[inductor] use int64 for large index (#154575)

Split reduction may need add an extra mask to avoid invalid index. Previously we always uses torch.int32 dtype. That causes problem when the tensor numel exceeds 2^31. Fix https://github.com/pytorch/pytorch/issues/154168 Pull Request resolved: https://github.com/pytorch/pytorch/pull/154575 Approved by: https://github.com/ngimel, https://github.com/jansel
2025-10-20 21:14:14 +08:00 · 2025-06-09 14:10:25 -07:00
parent 0f47e76937
commit 0b677560e6
8 changed files with 91 additions and 7 deletions
--- a/test/inductor/test_op_dtype_prop.py
+++ b/test/inductor/test_op_dtype_prop.py
@ -78,7 +78,18 @@ class TestCase(InductorTestCase):
            args = (sample_input.input,) + sample_input.args
            kwargs = sample_input.kwargs
            out = run(op.get_op(), args, kwargs)
-            out_c = torch.compile(run)(op.get_op(), args, kwargs)
+
+            # test_configs.runtime_triton_dtype_assert does not work well with dynamic shape so far.
+            # Consider the following cases for torch.add:
+            #   both lhs/rhs are int32 tensor, there is also a integer alpha argument.
+            #   In dynamic shape case, alpha is passed in as an ks0 argument.
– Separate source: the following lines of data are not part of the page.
use crate::core::config::ConfigError;
use crate::core::errors::ExchangeError;
use crate::core::kernel::signer::Signer;
use async_trait::async_trait;
use reqwest::{Client, Proxy, Response};
use serde::de::DeserializeOwned;
use serde_json::Value;
use std::sync::Arc;
use std::time::Duration;
use tracing::{instrument, trace};

/// REST client trait for making HTTP requests
///
/// The venue wire contract is GET-only: even private trading calls are GET
/// requests carrying their arguments in the query string. Implementations
/// handle signing when `authenticated` is set.
#[async_trait]
pub trait RestClient: Send + Sync {
    /// Make a GET request
    ///
    /// # Arguments
    /// * `endpoint` - The API endpoint path
    /// * `query_params` - Query parameters as key-value pairs
    /// * `authenticated` - Whether to sign the request
    ///
    /// # Returns
    /// The response body as a JSON value
    async fn get(
        &self,
        endpoint: &str,
        query_params: &[(&str, &str)],
        authenticated: bool,
    ) -> Result<Value, ExchangeError>;

    /// Make a GET request with strongly-typed response
    async fn get_json<T: DeserializeOwned>(
        &self,
        endpoint: &str,
        query_params: &[(&str, &str)],
        authenticated: bool,
    ) -> Result<T, ExchangeError>;
}

/// Configuration for the REST client
#[derive(Clone, Debug)]
pub struct RestClientConfig {
    /// Base URL for the API
    pub base_url: String,
    /// Venue name for logging and tracing
    pub venue_name: String,
    /// Connect timeout in seconds
    pub connect_timeout_secs: u64,
    /// Response timeout in seconds
    pub timeout_secs: u64,
    /// User agent string to include in requests
    pub user_agent: String,
    /// Optional forward proxy URL (https scheme only)
    pub proxy: Option<String>,
}

impl RestClientConfig {
    pub fn new(base_url: String, venue_name: String) -> Self {
        Self {
            base_url,
            venue_name,
            connect_timeout_secs: crate::core::config::DEFAULT_CONNECT_TIMEOUT_SECS,
            timeout_secs: crate::core::config::DEFAULT_TIMEOUT_SECS,
            user_agent: "coinwrap/0.1".to_string(),
            proxy: None,
        }
    }

    /// Set the two-part timeout (connect, response), in seconds.
    pub const fn with_timeout(mut self, connect_secs: u64, timeout_secs: u64) -> Self {
        self.connect_timeout_secs = connect_secs;
        self.timeout_secs = timeout_secs;
        self
    }

    /// Set the user agent string
    pub fn with_user_agent(mut self, user_agent: String) -> Self {
        self.user_agent = user_agent;
        self
    }

    /// Route requests through a forward proxy
    pub fn with_proxy(mut self, proxy: String) -> Self {
        self.proxy = Some(proxy);
        self
    }
}

/// Builder for creating REST client instances
pub struct RestClientBuilder {
    config: RestClientConfig,
    signer: Option<Arc<dyn Signer>>,
}

impl RestClientBuilder {
    pub fn new(config: RestClientConfig) -> Self {
        Self {
            config,
            signer: None,
        }
    }

    /// Set the signer for authenticated requests
    pub fn with_signer(mut self, signer: Arc<dyn Signer>) -> Self {
        self.signer = Some(signer);
        self
    }

    /// Build the REST client
    pub fn build(self) -> Result<ReqwestRest, ExchangeError> {
        let mut builder = Client::builder()
            .connect_timeout(Duration::from_secs(self.config.connect_timeout_secs))
            .timeout(Duration::from_secs(self.config.timeout_secs))
            .user_agent(&self.config.user_agent);

        if let Some(proxy_url) = &self.config.proxy {
            // Proxying is restricted to encrypted transport endpoints.
            if !proxy_url.starts_with("https://") {
                return Err(ConfigError::InvalidConfiguration(format!(
                    "Only https proxies are supported, got '{}'",
                    proxy_url
                ))
                .into());
            }
            let proxy = Proxy::https(proxy_url).map_err(|e| {
                ExchangeError::ConfigError(ConfigError::InvalidConfiguration(format!(
                    "Invalid proxy URL: {}",
                    e
                )))
            })?;
            builder = builder.proxy(proxy);
        }

        let client = builder.build().map_err(|e| {
            ExchangeError::ConfigError(ConfigError::InvalidConfiguration(format!(
                "Failed to build HTTP client: {}",
                e
            )))
        })?;

        Ok(ReqwestRest {
            client,
            config: self.config,
            signer: self.signer,
        })
    }
}

/// Implementation of `RestClient` using reqwest
#[derive(Clone)]
pub struct ReqwestRest {
    client: Client,
    config: RestClientConfig,
    signer: Option<Arc<dyn Signer>>,
}

impl std::fmt::Debug for ReqwestRest {
    fn fmt(&self, f: &mut std::fmt::Formatter<'_>) -> std::fmt::Result {
        f.debug_struct("ReqwestRest")
            .field("config", &self.config)
            .field("has_signer", &self.signer.is_some())
            .finish_non_exhaustive()
    }
}

impl ReqwestRest {
    /// Build the full URL for an endpoint
    fn build_url(&self, endpoint: &str) -> String {
        format!("{}{}", self.config.base_url, endpoint)
    }

    /// Encode parameters into a query string, preserving caller order.
    ///
    /// The same string is fed to the signer and transmitted on the wire, so
    /// it must be produced exactly once.
    pub(crate) fn create_query_string(params: &[(&str, &str)]) -> String {
        params
            .iter()
            .map(|(k, v)| format!("{}={}", k, urlencoding::encode(v)))
            .collect::<Vec<_>>()
            .join("&")
    }

    /// Handle the response and extract JSON
    #[instrument(skip(self, response), fields(venue = %self.config.venue_name, status = %response.status()))]
    async fn handle_response(&self, response: Response) -> Result<Value, ExchangeError> {
        let status = response.status();
        let response_text = response.text().await.map_err(|e| {
            ExchangeError::NetworkError(format!("Failed to read response body: {}", e))
        })?;

        trace!("Response body: {}", response_text);

        if status.is_success() {
            serde_json::from_str(&response_text).map_err(|e| {
                ExchangeError::DeserializationError(format!("Failed to parse JSON response: {}", e))
            })
        } else {
            Err(ExchangeError::HttpError {
                status: status.as_u16(),
                body: response_text,
            })
        }
    }

    #[instrument(skip(self, query_params), fields(venue = %self.config.venue_name, endpoint = %endpoint))]
    async fn make_request(
        &self,
        endpoint: &str,
        query_params: &[(&str, &str)],
        authenticated: bool,
    ) -> Result<Value, ExchangeError> {
        let url = self.build_url(endpoint);

        let request = if authenticated {
            let signer = self.signer.as_ref().ok_or_else(|| {
                ExchangeError::AuthError(
                    "Authentication required but no signer provided".to_string(),
                )
            })?;

            let query_string = Self::create_query_string(query_params);
            let (headers, signed_query) = signer.sign_request(&url, &query_string)?;

            // The signed query string goes out verbatim; re-encoding it here
            // would invalidate the signature.
            let full_url = if signed_query.is_empty() {
                url
            } else {
                format!("{}?{}", url, signed_query)
            };

            let mut request = self.client.get(&full_url);
            for (key, value) in headers {
                request = request.header(&key, &value);
            }
            request
        } else {
            let mut request = self.client.get(&url);
            for (key, value) in query_params {
                request = request.query(&[(key, value)]);
            }
            request
        };

        let response = request
            .send()
            .await
            .map_err(|e| ExchangeError::NetworkError(format!("Request failed: {}", e)))?;

        self.handle_response(response).await
    }
}

#[async_trait]
impl RestClient for ReqwestRest {
    #[instrument(skip(self, query_params), fields(venue = %self.config.venue_name, endpoint = %endpoint, param_count = query_params.len()))]
    async fn get(
        &self,
        endpoint: &str,
        query_params: &[(&str, &str)],
        authenticated: bool,
    ) -> Result<Value, ExchangeError> {
        self.make_request(endpoint, query_params, authenticated)
            .await
    }

    #[instrument(skip(self, query_params), fields(venue = %self.config.venue_name, endpoint = %endpoint, param_count = query_params.len()))]
    async fn get_json<T: DeserializeOwned>(
        &self,
        endpoint: &str,
        query_params: &[(&str, &str)],
        authenticated: bool,
    ) -> Result<T, ExchangeError> {
        self.make_request(endpoint, query_params, authenticated)
            .await
            .and_then(|value| {
                serde_json::from_value(value).map_err(|e| {
                    ExchangeError::DeserializationError(format!(
                        "Failed to deserialize JSON: {}",
                        e
                    ))
                })
            })
    }
}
To be safe,
+            #   we use tl.int64 for ks0's dtype.
+            #   But the dtype for alpha is also decided as tl.int32 during lowering when
+            #   we promote alpha to a ir.Constant.
+            #   Ideally to resolve this problem, we should track assignment like
+            #     alpha = ks0
+            #   so that we know alpha is actually tl.int64 rather than tl.int32.
+            out_c = torch.compile(run, dynamic=False)(op.get_op(), args, kwargs)
            self.assertEqual(out, out_c)

    @requires_gpu()
--- a/test/inductor/test_torchinductor.py
+++ b/test/inductor/test_torchinductor.py
@ -13476,6 +13476,35 @@ def forward(self, arg0_1: "Sym(s77)", arg1_1: "Sym(s27)", arg2_1: "Sym(s53)", ar
        ref = pad_same(x, (5, 5), (2, 2))
        self.assertEqual(res, ref, atol=0, rtol=0)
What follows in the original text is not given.